// src/lib.rs
//! Keyword relevance scoring for a live social-media stream.
//!
//! Events arrive through a retrying [`stream::SessionManager`], are classified
//! against a keyword vocabulary, scored (trust boost, optional entity sentiment)
//! and written to a time-series store. All per-event work runs on a single
//! [`queue::TaskQueue`] worker.

pub mod cache;
pub mod classify;
pub mod config;
pub mod error;
pub mod logging;
pub mod metrics;
pub mod pipeline;
pub mod profanity;
pub mod queue;
pub mod sentiment;
pub mod sink;
pub mod stream;
pub mod vocab;

// ---- Re-exports for stable public API ----
pub use crate::classify::{ClassificationResult, KeywordMatcher};
pub use crate::config::AppConfig;
pub use crate::error::{MalformedEvent, SessionError, SinkError};
pub use crate::pipeline::{Pipeline, PipelineContext};
pub use crate::queue::TaskQueue;
pub use crate::stream::{RawEvent, RetryPolicy, SessionManager, SessionState};
pub use crate::vocab::{TrustedSourceSet, Vocabulary};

REQUIREMENT: In the entries above, restate word for word the lines between the one holding "pub mod logging;" and the one holding "pub use crate::queue::TaskQueue;", inclusive, and nothing besides.

RESULT:
pub mod logging;
pub mod metrics;
pub mod pipeline;
pub mod profanity;
pub mod queue;
pub mod sentiment;
pub mod sink;
pub mod stream;
pub mod vocab;

// ---- Re-exports for stable public API ----
pub use crate::classify::{ClassificationResult, KeywordMatcher};
pub use crate::config::AppConfig;
pub use crate::error::{MalformedEvent, SessionError, SinkError};
pub use crate::pipeline::{Pipeline, PipelineContext};
pub use crate::queue::TaskQueue;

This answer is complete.